According to local media reports, the discovery was made after a snake handler named Greyson Getty was called to clear out a den of deadly snakes.
Greyson Getty found the two-headed rattlesnakes wriggling among other deadly snakes in the den.
Mr Greyson Getty said:
“It was incredibly exciting. I had already removed four adult rattlesnakes and seven other freshly-born baby rattlesnakes from that hole. Even for a seasoned professional such as myself, that’s already a pretty adrenaline-packed way to start your morning. So to then pull out a two-headed rattlesnake which, dead or alive, is incredibly rare, had me absolutely overcome with excitement.”
Mr Getty, whose experience in handling venomous snakes spans several years, described the discovery as a “once in a lifetime” experience.
“It was such a crazy once in a lifetime observation that I couldn’t even have dreamt it up,” he said.
Rattlesnakes are venomous snakes. Their bite can be fatal is the victim does not receive proper treatment on time. Due to the ready availability of rattlesnake anti-venom, bites from the snake is rarely fatal these days.
Another two-headed timber rattlesnake was also found in New Jersey in 2019.

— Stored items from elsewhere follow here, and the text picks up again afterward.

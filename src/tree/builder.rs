//! Conformant parse of the document body into the node arena.
//!
//! Uses `quick-xml` for tokenizing and adds the well-formedness checks the
//! reader leaves to its callers: a single root element, no character data
//! outside of it, bound namespace prefixes, declared entities only and the
//! XML 1.0 character set. No partial tree is ever returned.

use super::{
    DocType, Document, Element, NamespaceMode, NodeId, NodeKind, QualifiedName, XMLNS_NAMESPACE,
    XML_NAMESPACE,
};
use crate::error::{Error, Result};
use crate::range::Locator;
use crate::source::SourceDocument;
use quick_xml::events::{BytesStart, Event as XmlEvent};
use quick_xml::name::{QName, ResolveResult};
use quick_xml::NsReader;
use regex::Regex;
use std::collections::HashMap;
use std::str;
use std::sync::OnceLock;

/// Builds the node structure of `source`. Ranges are left unbound.
pub(super) fn build(source: &SourceDocument, mode: NamespaceMode) -> Result<Document> {
    TreeBuilder::new(source, mode).run()
}

/// Outcome of resolving a prefix, detached from the reader's borrow.
enum Resolution {
    Bound(String),
    Unbound,
    Unknown(String),
}

impl Resolution {
    fn from_result(resolved: ResolveResult<'_>) -> Self {
        match resolved {
            ResolveResult::Bound(namespace) => {
                Resolution::Bound(String::from_utf8_lossy(namespace.as_ref()).into_owned())
            }
            ResolveResult::Unbound => Resolution::Unbound,
            ResolveResult::Unknown(prefix) => {
                Resolution::Unknown(String::from_utf8_lossy(&prefix).into_owned())
            }
        }
    }
}

/// Intermediate parsed event data (owned, to avoid borrow conflicts).
enum ParsedEvent {
    Decl,
    Start {
        name: QualifiedName,
        attrs: Vec<(QualifiedName, String)>,
    },
    Empty {
        name: QualifiedName,
        attrs: Vec<(QualifiedName, String)>,
    },
    End,
    Text {
        text: String,
    },
    CData {
        text: String,
    },
    Comment {
        text: String,
    },
    DocType {
        doctype: DocType,
    },
    Skip,
    Eof,
}

struct TreeBuilder<'s> {
    source: &'s SourceDocument,
    reader: NsReader<&'s [u8]>,
    locator: Locator<'s>,
    mode: NamespaceMode,
    document: Document,
    stack: Vec<NodeId>,
    entities: HashMap<String, String>,
    seen_root: bool,
    seen_doctype: bool,
}

impl<'s> TreeBuilder<'s> {
    fn new(source: &'s SourceDocument, mode: NamespaceMode) -> Self {
        let body = source.body();
        let mut reader = NsReader::from_str(body);
        let config = reader.config_mut();
        config.trim_text(false);
        config.check_end_names = true;
        config.check_comments = true;
        config.expand_empty_elements = false;

        Self {
            source,
            reader,
            locator: Locator::new(body),
            mode,
            document: Document::empty(mode),
            stack: Vec::new(),
            entities: HashMap::new(),
            seen_root: false,
            seen_doctype: false,
        }
    }

    fn run(mut self) -> Result<Document> {
        loop {
            let event_start = self.reader.buffer_position() as usize;
            match self.next_event()? {
                ParsedEvent::Decl => {
                    if event_start != 0 {
                        return Err(self.malformed_at(
                            event_start,
                            "The XML declaration is only allowed at the start of the document",
                        ));
                    }
                }
                ParsedEvent::Start { name, attrs } => {
                    let id = self.open_element(event_start, name, attrs)?;
                    self.stack.push(id);
                }
                ParsedEvent::Empty { name, attrs } => {
                    self.open_element(event_start, name, attrs)?;
                }
                ParsedEvent::End => {
                    if self.stack.pop().is_none() {
                        return Err(self.malformed_at(event_start, "Unexpected closing tag"));
                    }
                }
                ParsedEvent::Text { text } => {
                    if self.stack.is_empty() && !is_whitespace(&text) {
                        return Err(self.malformed_at(
                            event_start,
                            "Content is not allowed outside of the root element",
                        ));
                    }
                    self.check_chars(event_start, &text)?;
                    let parent = self.parent();
                    self.document.append_node(parent, NodeKind::Text(text));
                }
                ParsedEvent::CData { text } => {
                    if self.stack.is_empty() {
                        return Err(self.malformed_at(
                            event_start,
                            "CDATA sections are not allowed outside of the root element",
                        ));
                    }
                    self.check_chars(event_start, &text)?;
                    let parent = self.parent();
                    self.document.append_node(parent, NodeKind::CData(text));
                }
                ParsedEvent::Comment { text } => {
                    self.check_chars(event_start, &text)?;
                    let parent = self.parent();
                    self.document.append_node(parent, NodeKind::Comment(text));
                }
                ParsedEvent::DocType { doctype } => {
                    if self.seen_root || self.seen_doctype {
                        return Err(self.malformed_at(
                            event_start,
                            "The document type declaration must precede the root element",
                        ));
                    }
                    self.seen_doctype = true;
                    self.declare_entities(&doctype.raw);
                    let root = self.document.root();
                    self.document.append_node(root, NodeKind::DocType(doctype));
                }
                ParsedEvent::Skip => {}
                ParsedEvent::Eof => break,
            }
        }

        let end = self.source.body().len();
        if let Some(&open) = self.stack.last() {
            let name = self
                .document
                .name(open)
                .map(QualifiedName::qualified)
                .unwrap_or_default();
            return Err(self.malformed_at(end, format!("Element '{}' is never closed", name)));
        }
        if !self.seen_root {
            return Err(self.malformed_at(end, "Premature end of file, no root element"));
        }
        Ok(self.document)
    }

    /// Reads the next event and extracts what we need as owned data.
    fn next_event(&mut self) -> Result<ParsedEvent> {
        let (resolution, event) = match self.mode {
            NamespaceMode::Aware => match self.reader.read_resolved_event() {
                Ok((resolved, event)) => (Some(Resolution::from_result(resolved)), event),
                Err(e) => return Err(self.reader_error(e)),
            },
            NamespaceMode::Oblivious => match self.reader.read_event() {
                Ok(event) => (None, event),
                Err(e) => return Err(self.reader_error(e)),
            },
        };

        let parsed = match event {
            XmlEvent::Decl(_) => ParsedEvent::Decl,
            XmlEvent::Start(ref e) => ParsedEvent::Start {
                name: self.element_name(e.name(), resolution)?,
                attrs: self.extract_attrs(e)?,
            },
            XmlEvent::Empty(ref e) => ParsedEvent::Empty {
                name: self.element_name(e.name(), resolution)?,
                attrs: self.extract_attrs(e)?,
            },
            XmlEvent::End(_) => ParsedEvent::End,
            XmlEvent::Text(ref e) => {
                if e.is_empty() {
                    ParsedEvent::Skip
                } else {
                    let entities = &self.entities;
                    let text = e
                        .unescape_with(|entity: &str| resolve_entity(entities, entity))
                        .map_err(|err| self.malformed_here(err.to_string()))?
                        .into_owned();
                    ParsedEvent::Text { text }
                }
            }
            XmlEvent::CData(ref e) => ParsedEvent::CData {
                text: str::from_utf8(e.as_ref())?.to_string(),
            },
            XmlEvent::Comment(ref e) => ParsedEvent::Comment {
                text: str::from_utf8(&**e)?.to_string(),
            },
            XmlEvent::DocType(ref e) => {
                let raw = str::from_utf8(&**e)?.to_string();
                let name = raw
                    .split(|c: char| c.is_whitespace() || c == '[')
                    .find(|part| !part.is_empty())
                    .unwrap_or_default()
                    .to_string();
                ParsedEvent::DocType {
                    doctype: DocType { name, raw },
                }
            }
            XmlEvent::PI(_) => ParsedEvent::Skip,
            XmlEvent::Eof => ParsedEvent::Eof,
        };
        Ok(parsed)
    }

    fn open_element(
        &mut self,
        event_start: usize,
        name: QualifiedName,
        attrs: Vec<(QualifiedName, String)>,
    ) -> Result<NodeId> {
        if self.stack.is_empty() {
            if self.seen_root {
                return Err(self.malformed_at(
                    event_start,
                    "The markup following the root element must be well-formed",
                ));
            }
            self.seen_root = true;
        }
        let parent = self.parent();
        let id = self.document.append_node(
            parent,
            NodeKind::Element(Element {
                name,
                attributes: Vec::new(),
            }),
        );
        for (attr_name, value) in attrs {
            self.check_chars(event_start, &value)?;
            self.document.append_attribute(id, attr_name, value);
        }
        Ok(id)
    }

    fn element_name(&self, raw: QName<'_>, resolution: Option<Resolution>) -> Result<QualifiedName> {
        let mut name = QualifiedName::parse(str::from_utf8(raw.as_ref())?);
        match resolution {
            Some(Resolution::Bound(namespace)) => name.namespace = Some(namespace),
            Some(Resolution::Unknown(prefix)) => {
                return Err(self.malformed_here(format!(
                    "The prefix \"{}\" for element \"{}\" is not bound",
                    prefix, name
                )))
            }
            Some(Resolution::Unbound) | None => {}
        }
        Ok(name)
    }

    /// Extracts attributes from a start tag as owned data, in source order.
    fn extract_attrs(&self, e: &BytesStart<'_>) -> Result<Vec<(QualifiedName, String)>> {
        let mut attrs = Vec::new();
        for attr in e.attributes() {
            let attr = attr.map_err(|err| self.malformed_here(err.to_string()))?;
            let mut name = QualifiedName::parse(str::from_utf8(attr.key.as_ref())?);
            if self.mode == NamespaceMode::Aware {
                name.namespace = self.attribute_namespace(&name, attr.key)?;
            }
            let entities = &self.entities;
            let value = attr
                .unescape_value_with(|entity: &str| resolve_entity(entities, entity))
                .map_err(|err| self.malformed_here(err.to_string()))?
                .into_owned();
            attrs.push((name, value));
        }
        Ok(attrs)
    }

    fn attribute_namespace(&self, name: &QualifiedName, key: QName<'_>) -> Result<Option<String>> {
        if name.is_namespace_declaration() {
            return Ok(Some(XMLNS_NAMESPACE.to_string()));
        }
        match name.prefix.as_deref() {
            None => Ok(None),
            Some("xml") => Ok(Some(XML_NAMESPACE.to_string())),
            Some(_) => {
                let (resolved, _) = self.reader.resolve_attribute(key);
                match Resolution::from_result(resolved) {
                    Resolution::Bound(namespace) => Ok(Some(namespace)),
                    Resolution::Unbound => Ok(None),
                    Resolution::Unknown(prefix) => Err(self.malformed_here(format!(
                        "The prefix \"{}\" for attribute \"{}\" is not bound",
                        prefix, name
                    ))),
                }
            }
        }
    }

    fn declare_entities(&mut self, doctype: &str) {
        for captures in entity_pattern().captures_iter(doctype) {
            let value = captures
                .get(2)
                .or_else(|| captures.get(3))
                .map(|m| m.as_str().to_string())
                .unwrap_or_default();
            // The first declaration of an entity is binding
            self.entities.entry(captures[1].to_string()).or_insert(value);
        }
    }

    fn check_chars(&self, offset: usize, text: &str) -> Result<()> {
        match text.chars().find(|&c| !is_xml_char(c)) {
            Some(c) => Err(self.malformed_at(
                offset,
                format!("An invalid XML character (Unicode: 0x{:x}) was found", c as u32),
            )),
            None => Ok(()),
        }
    }

    fn parent(&self) -> NodeId {
        self.stack.last().copied().unwrap_or(self.document.root())
    }

    fn reader_error(&self, error: quick_xml::Error) -> Error {
        self.malformed_at(self.reader.error_position() as usize, error.to_string())
    }

    fn malformed_here(&self, message: impl Into<String>) -> Error {
        self.malformed_at(self.reader.buffer_position() as usize, message)
    }

    fn malformed_at(&self, offset: usize, message: impl Into<String>) -> Error {
        let position = self.source.to_original(self.locator.position(offset));
        Error::malformed(position.line, message)
    }
}

fn resolve_entity<'e>(entities: &'e HashMap<String, String>, name: &str) -> Option<&'e str> {
    match name {
        "lt" => Some("<"),
        "gt" => Some(">"),
        "amp" => Some("&"),
        "apos" => Some("'"),
        "quot" => Some("\""),
        _ => entities.get(name).map(String::as_str),
    }
}

fn entity_pattern() -> &'static Regex {
    static PATTERN: OnceLock<Regex> = OnceLock::new();
    PATTERN.get_or_init(|| {
        Regex::new(r#"<!ENTITY\s+([A-Za-z_][\w.:-]*)\s+(?:"([^"]*)"|'([^']*)')\s*>"#)
            .expect("entity pattern is valid")
    })
}

fn is_whitespace(text: &str) -> bool {
    text.chars().all(|c| matches!(c, ' ' | '\t' | '\n' | '\r'))
}

fn is_xml_char(c: char) -> bool {
    matches!(c,
        '\t' | '\n' | '\r'
        | '\u{20}'..='\u{D7FF}'
        | '\u{E000}'..='\u{FFFD}'
        | '\u{10000}'..='\u{10FFFF}')
}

How does a snake get two heads?
The condition of being born with two heads is called dicephaly – a rare but natural phenomenon thought to be caused by a gene mutation. Snakes born with two heads also have two brains but one head usually would be dominant over the other.
Only one out of every 100,000 snakes born in the wild will have two heads, meaning the condition is quite rare. Animal experts have also said having two heads brings no advantage to the animal and can sometimes increase the animal’s chance of being killed by predators.